Segment Start: The records

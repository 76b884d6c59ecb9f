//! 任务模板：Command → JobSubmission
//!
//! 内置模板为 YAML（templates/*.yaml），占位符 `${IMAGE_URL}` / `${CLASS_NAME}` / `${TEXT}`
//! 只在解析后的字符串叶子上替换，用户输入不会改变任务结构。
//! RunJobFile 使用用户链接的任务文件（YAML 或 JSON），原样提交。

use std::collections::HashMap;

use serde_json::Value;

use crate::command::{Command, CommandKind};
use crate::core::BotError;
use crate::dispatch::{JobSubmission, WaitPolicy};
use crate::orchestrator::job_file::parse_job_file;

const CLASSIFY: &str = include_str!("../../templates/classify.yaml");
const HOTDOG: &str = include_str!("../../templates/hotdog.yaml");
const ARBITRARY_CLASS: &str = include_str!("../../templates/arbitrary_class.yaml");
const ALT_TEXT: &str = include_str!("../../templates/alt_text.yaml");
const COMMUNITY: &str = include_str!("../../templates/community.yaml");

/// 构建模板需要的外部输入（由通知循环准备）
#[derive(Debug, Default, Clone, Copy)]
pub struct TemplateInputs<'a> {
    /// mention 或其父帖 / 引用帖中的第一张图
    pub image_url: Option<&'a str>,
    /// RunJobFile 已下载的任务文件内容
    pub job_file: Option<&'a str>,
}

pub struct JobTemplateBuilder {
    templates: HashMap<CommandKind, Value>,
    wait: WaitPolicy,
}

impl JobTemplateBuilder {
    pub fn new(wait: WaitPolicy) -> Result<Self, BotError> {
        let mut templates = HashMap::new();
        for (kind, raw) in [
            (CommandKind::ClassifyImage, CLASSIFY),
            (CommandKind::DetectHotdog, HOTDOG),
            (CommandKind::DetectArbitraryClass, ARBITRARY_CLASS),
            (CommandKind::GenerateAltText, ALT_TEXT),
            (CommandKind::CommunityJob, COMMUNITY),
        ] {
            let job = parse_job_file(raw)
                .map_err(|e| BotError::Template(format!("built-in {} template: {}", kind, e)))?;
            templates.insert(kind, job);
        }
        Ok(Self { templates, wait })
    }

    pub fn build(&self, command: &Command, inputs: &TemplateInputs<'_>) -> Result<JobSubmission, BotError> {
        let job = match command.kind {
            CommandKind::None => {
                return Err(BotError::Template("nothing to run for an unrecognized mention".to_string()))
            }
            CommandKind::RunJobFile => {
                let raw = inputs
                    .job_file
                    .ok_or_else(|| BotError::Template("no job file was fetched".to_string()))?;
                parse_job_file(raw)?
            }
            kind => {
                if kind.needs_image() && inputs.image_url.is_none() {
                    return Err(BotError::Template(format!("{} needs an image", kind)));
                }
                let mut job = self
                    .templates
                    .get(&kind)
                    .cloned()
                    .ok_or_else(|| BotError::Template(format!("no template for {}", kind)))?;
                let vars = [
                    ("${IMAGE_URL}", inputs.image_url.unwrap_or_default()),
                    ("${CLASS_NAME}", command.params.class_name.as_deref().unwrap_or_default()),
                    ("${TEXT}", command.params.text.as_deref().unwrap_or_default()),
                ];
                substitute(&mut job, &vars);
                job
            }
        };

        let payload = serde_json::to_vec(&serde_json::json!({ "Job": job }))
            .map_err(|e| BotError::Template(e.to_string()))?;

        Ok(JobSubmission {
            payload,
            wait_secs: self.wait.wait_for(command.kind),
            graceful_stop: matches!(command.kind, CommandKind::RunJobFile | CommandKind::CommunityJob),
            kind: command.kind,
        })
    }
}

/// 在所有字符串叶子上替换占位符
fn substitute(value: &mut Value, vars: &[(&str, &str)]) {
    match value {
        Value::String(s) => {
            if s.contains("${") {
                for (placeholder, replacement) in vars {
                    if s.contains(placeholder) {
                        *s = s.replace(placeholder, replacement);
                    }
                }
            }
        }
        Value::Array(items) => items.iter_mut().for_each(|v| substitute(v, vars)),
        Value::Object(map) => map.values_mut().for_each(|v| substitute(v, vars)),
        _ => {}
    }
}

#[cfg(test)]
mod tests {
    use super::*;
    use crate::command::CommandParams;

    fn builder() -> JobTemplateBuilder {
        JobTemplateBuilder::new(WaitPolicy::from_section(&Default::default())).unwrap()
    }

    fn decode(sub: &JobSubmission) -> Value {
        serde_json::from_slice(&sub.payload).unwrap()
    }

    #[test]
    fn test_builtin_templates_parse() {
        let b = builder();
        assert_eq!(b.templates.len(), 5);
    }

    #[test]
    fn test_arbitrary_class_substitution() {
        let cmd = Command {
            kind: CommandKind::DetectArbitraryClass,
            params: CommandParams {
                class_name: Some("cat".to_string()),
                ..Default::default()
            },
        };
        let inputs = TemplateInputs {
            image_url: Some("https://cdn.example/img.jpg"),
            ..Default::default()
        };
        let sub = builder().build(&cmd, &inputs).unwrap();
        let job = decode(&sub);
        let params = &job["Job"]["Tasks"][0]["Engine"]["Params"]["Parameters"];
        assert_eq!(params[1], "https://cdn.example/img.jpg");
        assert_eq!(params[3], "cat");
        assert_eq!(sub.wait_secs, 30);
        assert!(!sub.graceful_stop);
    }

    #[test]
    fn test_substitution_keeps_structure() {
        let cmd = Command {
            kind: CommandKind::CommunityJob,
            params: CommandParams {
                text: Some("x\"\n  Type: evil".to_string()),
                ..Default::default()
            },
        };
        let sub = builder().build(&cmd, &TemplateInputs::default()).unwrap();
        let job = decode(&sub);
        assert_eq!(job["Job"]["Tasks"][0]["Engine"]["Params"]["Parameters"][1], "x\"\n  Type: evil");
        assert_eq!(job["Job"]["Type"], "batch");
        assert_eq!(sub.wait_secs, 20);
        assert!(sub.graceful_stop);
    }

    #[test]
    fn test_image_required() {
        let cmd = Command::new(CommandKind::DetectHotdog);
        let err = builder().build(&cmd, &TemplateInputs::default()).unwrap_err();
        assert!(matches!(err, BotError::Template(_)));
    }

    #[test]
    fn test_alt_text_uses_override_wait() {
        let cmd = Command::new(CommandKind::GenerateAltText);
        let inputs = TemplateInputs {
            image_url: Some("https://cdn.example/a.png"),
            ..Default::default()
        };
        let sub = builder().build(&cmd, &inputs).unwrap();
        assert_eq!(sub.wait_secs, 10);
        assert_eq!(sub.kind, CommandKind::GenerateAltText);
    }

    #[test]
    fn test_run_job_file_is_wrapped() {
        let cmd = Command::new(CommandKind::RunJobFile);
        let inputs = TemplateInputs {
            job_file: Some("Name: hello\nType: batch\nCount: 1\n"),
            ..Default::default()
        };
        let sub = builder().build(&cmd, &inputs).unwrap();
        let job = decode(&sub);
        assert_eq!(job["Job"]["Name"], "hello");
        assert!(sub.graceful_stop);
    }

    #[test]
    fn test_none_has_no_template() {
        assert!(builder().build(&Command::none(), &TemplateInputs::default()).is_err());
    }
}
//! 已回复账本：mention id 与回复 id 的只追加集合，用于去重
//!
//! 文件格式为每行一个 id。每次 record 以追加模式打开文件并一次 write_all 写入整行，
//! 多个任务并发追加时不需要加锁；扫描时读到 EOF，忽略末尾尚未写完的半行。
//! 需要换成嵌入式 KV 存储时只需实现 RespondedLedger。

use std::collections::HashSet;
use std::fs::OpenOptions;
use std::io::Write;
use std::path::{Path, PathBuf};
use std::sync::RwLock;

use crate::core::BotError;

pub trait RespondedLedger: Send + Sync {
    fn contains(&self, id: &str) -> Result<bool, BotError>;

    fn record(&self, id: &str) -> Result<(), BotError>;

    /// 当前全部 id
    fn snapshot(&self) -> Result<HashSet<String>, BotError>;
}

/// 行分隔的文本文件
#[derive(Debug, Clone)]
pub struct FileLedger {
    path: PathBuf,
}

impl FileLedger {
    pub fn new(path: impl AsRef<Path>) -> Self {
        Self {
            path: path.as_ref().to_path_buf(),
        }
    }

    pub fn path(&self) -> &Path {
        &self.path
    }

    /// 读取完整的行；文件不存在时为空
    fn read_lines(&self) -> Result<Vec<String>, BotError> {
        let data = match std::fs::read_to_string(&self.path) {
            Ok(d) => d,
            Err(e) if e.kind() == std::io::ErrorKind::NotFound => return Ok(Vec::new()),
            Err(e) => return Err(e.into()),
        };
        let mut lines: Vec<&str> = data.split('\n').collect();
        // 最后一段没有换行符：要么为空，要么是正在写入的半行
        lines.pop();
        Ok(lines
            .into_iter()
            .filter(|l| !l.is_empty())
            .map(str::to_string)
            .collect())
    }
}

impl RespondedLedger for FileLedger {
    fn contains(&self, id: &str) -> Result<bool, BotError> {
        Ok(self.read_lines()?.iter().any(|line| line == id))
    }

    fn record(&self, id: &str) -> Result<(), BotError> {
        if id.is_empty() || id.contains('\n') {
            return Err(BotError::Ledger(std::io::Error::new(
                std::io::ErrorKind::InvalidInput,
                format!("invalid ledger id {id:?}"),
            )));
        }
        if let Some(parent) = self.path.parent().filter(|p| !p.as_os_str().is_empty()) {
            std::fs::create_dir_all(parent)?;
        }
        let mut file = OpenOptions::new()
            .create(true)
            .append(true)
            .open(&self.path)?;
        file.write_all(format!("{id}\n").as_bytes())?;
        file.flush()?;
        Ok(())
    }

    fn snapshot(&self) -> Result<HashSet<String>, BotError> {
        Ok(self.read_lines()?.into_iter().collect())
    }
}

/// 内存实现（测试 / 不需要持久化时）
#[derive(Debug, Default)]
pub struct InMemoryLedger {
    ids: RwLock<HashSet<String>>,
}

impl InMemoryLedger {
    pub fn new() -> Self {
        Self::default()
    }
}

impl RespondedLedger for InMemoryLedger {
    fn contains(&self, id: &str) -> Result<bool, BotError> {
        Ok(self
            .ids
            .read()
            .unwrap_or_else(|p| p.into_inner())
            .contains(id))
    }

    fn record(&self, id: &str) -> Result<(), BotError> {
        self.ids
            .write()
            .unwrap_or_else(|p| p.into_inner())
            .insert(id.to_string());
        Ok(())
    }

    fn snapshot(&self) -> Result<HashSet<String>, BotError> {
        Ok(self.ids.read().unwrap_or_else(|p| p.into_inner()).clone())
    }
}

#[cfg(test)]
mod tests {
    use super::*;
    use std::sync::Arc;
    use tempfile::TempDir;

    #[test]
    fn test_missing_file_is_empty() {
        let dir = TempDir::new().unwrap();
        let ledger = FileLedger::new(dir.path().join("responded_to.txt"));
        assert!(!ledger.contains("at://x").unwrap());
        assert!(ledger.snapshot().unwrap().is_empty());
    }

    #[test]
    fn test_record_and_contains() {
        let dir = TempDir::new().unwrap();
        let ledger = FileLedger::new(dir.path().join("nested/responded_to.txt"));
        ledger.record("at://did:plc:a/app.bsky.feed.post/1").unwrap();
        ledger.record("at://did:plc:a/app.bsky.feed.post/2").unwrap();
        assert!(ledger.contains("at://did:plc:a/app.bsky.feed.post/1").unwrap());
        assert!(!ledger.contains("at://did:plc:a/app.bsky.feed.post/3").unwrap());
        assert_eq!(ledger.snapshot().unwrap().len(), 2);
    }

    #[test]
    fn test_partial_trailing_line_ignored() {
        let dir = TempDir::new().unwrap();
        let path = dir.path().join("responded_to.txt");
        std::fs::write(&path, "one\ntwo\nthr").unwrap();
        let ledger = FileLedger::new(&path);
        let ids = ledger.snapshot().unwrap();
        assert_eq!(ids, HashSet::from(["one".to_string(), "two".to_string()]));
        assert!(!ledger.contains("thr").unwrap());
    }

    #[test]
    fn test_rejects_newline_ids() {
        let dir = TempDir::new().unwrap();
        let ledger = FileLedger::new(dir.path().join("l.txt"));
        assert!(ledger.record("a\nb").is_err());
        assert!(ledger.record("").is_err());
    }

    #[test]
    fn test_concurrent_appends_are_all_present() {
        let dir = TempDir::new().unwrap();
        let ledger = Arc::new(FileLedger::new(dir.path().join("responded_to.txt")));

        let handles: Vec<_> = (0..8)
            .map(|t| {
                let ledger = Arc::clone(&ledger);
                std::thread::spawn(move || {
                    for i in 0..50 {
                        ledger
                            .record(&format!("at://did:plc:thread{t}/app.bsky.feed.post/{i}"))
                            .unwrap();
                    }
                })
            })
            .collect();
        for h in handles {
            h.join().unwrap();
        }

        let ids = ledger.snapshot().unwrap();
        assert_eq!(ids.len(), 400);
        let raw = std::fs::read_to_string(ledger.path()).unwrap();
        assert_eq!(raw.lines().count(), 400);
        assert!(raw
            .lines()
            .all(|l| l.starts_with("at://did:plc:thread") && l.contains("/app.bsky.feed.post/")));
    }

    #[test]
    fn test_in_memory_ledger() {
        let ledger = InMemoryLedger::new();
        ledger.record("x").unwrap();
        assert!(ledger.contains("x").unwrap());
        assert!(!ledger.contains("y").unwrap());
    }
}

Segment End: The records

> _The problem_:
Output all lines from the beginning of the data up to the line holding "let raw = inputs", that line included, exactly as written.

> _Result_:
repository 76b884d6c59ecb9f
//! 任务模板：Command → JobSubmission
//!
//! 内置模板为 YAML（templates/*.yaml），占位符 `${IMAGE_URL}` / `${CLASS_NAME}` / `${TEXT}`
//! 只在解析后的字符串叶子上替换，用户输入不会改变任务结构。
//! RunJobFile 使用用户链接的任务文件（YAML 或 JSON），原样提交。

use std::collections::HashMap;

use serde_json::Value;

use crate::command::{Command, CommandKind};
use crate::core::BotError;
use crate::dispatch::{JobSubmission, WaitPolicy};
use crate::orchestrator::job_file::parse_job_file;

const CLASSIFY: &str = include_str!("../../templates/classify.yaml");
const HOTDOG: &str = include_str!("../../templates/hotdog.yaml");
const ARBITRARY_CLASS: &str = include_str!("../../templates/arbitrary_class.yaml");
const ALT_TEXT: &str = include_str!("../../templates/alt_text.yaml");
const COMMUNITY: &str = include_str!("../../templates/community.yaml");

/// 构建模板需要的外部输入（由通知循环准备）
#[derive(Debug, Default, Clone, Copy)]
pub struct TemplateInputs<'a> {
    /// mention 或其父帖 / 引用帖中的第一张图
    pub image_url: Option<&'a str>,
    /// RunJobFile 已下载的任务文件内容
    pub job_file: Option<&'a str>,
}

pub struct JobTemplateBuilder {
    templates: HashMap<CommandKind, Value>,
    wait: WaitPolicy,
}

impl JobTemplateBuilder {
    pub fn new(wait: WaitPolicy) -> Result<Self, BotError> {
        let mut templates = HashMap::new();
        for (kind, raw) in [
            (CommandKind::ClassifyImage, CLASSIFY),
            (CommandKind::DetectHotdog, HOTDOG),
            (CommandKind::DetectArbitraryClass, ARBITRARY_CLASS),
            (CommandKind::GenerateAltText, ALT_TEXT),
            (CommandKind::CommunityJob, COMMUNITY),
        ] {
            let job = parse_job_file(raw)
                .map_err(|e| BotError::Template(format!("built-in {} template: {}", kind, e)))?;
            templates.insert(kind, job);
        }
        Ok(Self { templates, wait })
    }

    pub fn build(&self, command: &Command, inputs: &TemplateInputs<'_>) -> Result<JobSubmission, BotError> {
        let job = match command.kind {
            CommandKind::None => {
                return Err(BotError::Template("nothing to run for an unrecognized mention".to_string()))
            }
            CommandKind::RunJobFile => {
                let raw = inputs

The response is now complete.